Le tribunal relève à titre superfétatoire qu’en tout état de cause, la signification de l’ordonnance de saisie est également nulle car elle mentionne de manière erronée les articles 496 et 497 du Code de procédure civile et ne comporte aucune mention sur la possibilité pour la société de solliciter la mainlevée de la saisie ou le cantonnement de ses effets. Il s’agit d’une irrégularité de forme relevant du régime des nullités prévu par l’article 114 du Code de procédure civile.
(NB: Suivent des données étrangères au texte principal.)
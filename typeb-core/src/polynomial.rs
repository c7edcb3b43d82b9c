//! Piecewise Polynomial Evaluation
//!
//! ## Motivation
//!
//! ITS-90 reference functions are not single polynomials: each thermocouple
//! type splits its domain into sub-ranges, each with its own coefficient set.
//! Evaluating one means two steps:
//!
//! 1. **Select** the sub-range that contains the input
//! 2. **Evaluate** that sub-range's polynomial at the input
//!
//! ## Sub-Range Selection
//!
//! Adjacent sub-ranges share their boundary value, so an input sitting exactly
//! on the boundary is contained in both. Which one wins is part of the model's
//! observable behavior, and the two Type B models resolve it differently:
//!
//! ```text
//! Inverse (mV → °C):   scan every range, last containing range wins
//!                      2.431 mV → high range
//!
//! Direct (°C → mV):    low range if it contains x, else high range
//!                      630.615°C → low range
//! ```
//!
//! Both rules are expressed by [`Selection`] so each table carries its own.
//!
//! ## Evaluation
//!
//! The polynomial is accumulated term by term with a running power of `x`:
//!
//! ```text
//! power = 1, sum = 0
//! for each coefficient c_i:
//!     sum   += power * c_i
//!     power *= x
//! ```
//!
//! No `powi`/`powf` calls, which matters on cores without an FPU, and always
//! in `f64` even though inputs arrive as `f32`.

/// Closed interval `[low, high]` of valid inputs for one coefficient set
#[derive(Debug, Clone, Copy, PartialEq)]
#[cfg_attr(feature = "serde", derive(serde::Serialize, serde::Deserialize))]
pub struct SubRange {
    /// Lower bound (inclusive)
    pub low: f32,
    /// Upper bound (inclusive)
    pub high: f32,
}

impl SubRange {
    /// Create a sub-range from its bounds
    pub const fn new(low: f32, high: f32) -> Self {
        Self { low, high }
    }

    /// Closed-interval membership
    #[inline]
    pub fn contains(&self, x: f32) -> bool {
        x >= self.low && x <= self.high
    }
}

/// Tie-break rule used when choosing a sub-range
#[derive(Debug, Clone, Copy, PartialEq, Eq)]
#[cfg_attr(feature = "serde", derive(serde::Serialize, serde::Deserialize))]
pub enum Selection {
    /// Scan all sub-ranges in order; the last one containing the input wins.
    /// Returns `None` when no sub-range contains the input.
    LastContaining,
    /// Pick the first sub-range (excluding the last) containing the input,
    /// otherwise fall through to the last sub-range without checking it.
    FirstContainingElseLast,
}

/// A polynomial split into `RANGES` sub-ranges of `TERMS` coefficients each
///
/// Coefficients are stored `[degree][sub_range]`, matching the layout of the
/// published reference tables.
#[derive(Debug, Clone, Copy)]
pub struct PiecewisePolynomial<const TERMS: usize, const RANGES: usize> {
    coefficients: &'static [[f64; RANGES]; TERMS],
    ranges: &'static [SubRange; RANGES],
    selection: Selection,
}

impl<const TERMS: usize, const RANGES: usize> PiecewisePolynomial<TERMS, RANGES> {
    /// Build a model from static tables
    pub const fn new(
        coefficients: &'static [[f64; RANGES]; TERMS],
        ranges: &'static [SubRange; RANGES],
        selection: Selection,
    ) -> Self {
        Self {
            coefficients,
            ranges,
            selection,
        }
    }

    /// Pick the sub-range for `x` according to this model's tie-break rule
    pub fn select(&self, x: f32) -> Option<usize> {
        if RANGES == 0 {
            return None;
        }

        let selected = match self.selection {
            Selection::LastContaining => self
                .ranges
                .iter()
                .enumerate()
                .filter(|(_, range)| range.contains(x))
                .map(|(idx, _)| idx)
                .last(),
            Selection::FirstContainingElseLast => Some(
                self.ranges[..RANGES - 1]
                    .iter()
                    .position(|range| range.contains(x))
                    .unwrap_or(RANGES - 1),
            ),
        };

        if let Some(idx) = selected {
            log_trace!("sub-range {} selected for x={}", idx, x);
        }

        selected
    }

    /// Evaluate the polynomial of sub-range `range` at `x`
    ///
    /// Returns `None` if `range` is not a valid sub-range index. The input is
    /// not checked against the sub-range bounds.
    pub fn evaluate(&self, range: usize, x: f32) -> Option<f64> {
        if range >= RANGES {
            return None;
        }

        let x = f64::from(x);
        let mut power = 1.0;
        let mut sum = 0.0;
        for row in self.coefficients.iter() {
            sum += power * row[range];
            power *= x;
        }

        Some(sum)
    }

    /// Select a sub-range for `x` and evaluate it
    pub fn select_and_evaluate(&self, x: f32) -> Option<f64> {
        self.select(x).and_then(|range| self.evaluate(range, x))
    }

    /// Sub-range bounds
    pub fn ranges(&self) -> &'static [SubRange; RANGES] {
        self.ranges
    }

    /// Coefficient table, `[degree][sub_range]`
    pub fn coefficients(&self) -> &'static [[f64; RANGES]; TERMS] {
        self.coefficients
    }

    /// Tie-break rule
    pub fn selection(&self) -> Selection {
        self.selection
    }
}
La nullité est encourue lorsqu’elle cause un grief à la partie à laquelle la décision est notifiée, ce qui est nécessairement le cas en l’espèce.

Sur les demandes au titre de la contrefaçon de droits d’auteur

Le tribunal rappelle les dispositions des articles L111-1 et L112-1 du Code de la propriété intellectuelle et qu’en matière de logiciel, la protection au titre du droit d’auteur est, comme les autres œuvres de l’esprit, subordonnée à la condition d’originalité, entendue comme l’empreinte de la personnalité de son auteur.

L’originalité du logiciel porte sur son code source, lequel est considéré comme l’œuvre de l’esprit objet de la protection. L’empreinte de la personnalité de l’auteur se déduit de son apport intellectuel qui ne doit pas se limiter à une mise en œuvre automatique du logiciel. C’est donc l’effort intellectuel de l’auteur qui est recherché, et de simples généralités ne peuvent suffire à marquer l’empreinte de la personnalité de l’auteur. Un logiciel est original dès lors que son auteur a fait preuve d’un effort personnalisé allant au-delà de la simple mise en œuvre d’une logique automatique et contraignante et que la matérialisation de cet effort réside dans une structure individualisée.

En l’espèce, la demanderesse se contente de décrire les spécificités du logiciel sans produire les codes sources; elle ne fournit pas le logiciel argué de contrefaçon et le tribunal n’est pas en mesure de déterminer les contours de l’œuvre revendiquée ni ses caractéristiques.

Il ressort de ces éléments que l’originalité du logiciel n’est pas démontrée. 

En tout état de cause, l’ensemble des pièces et informations saisies et recueillies lors des opérations de saisie-contrefaçon ont été écartées des débats compte tenu de la nullité de ces opérations. Le tribunal n’est donc pas en mesure de procéder à une quelconque comparaison pour caractériser des actes de contrefaçon.

Le prestataire développeur du logiciel sera donc débouté de l’intégralité de ses demandes.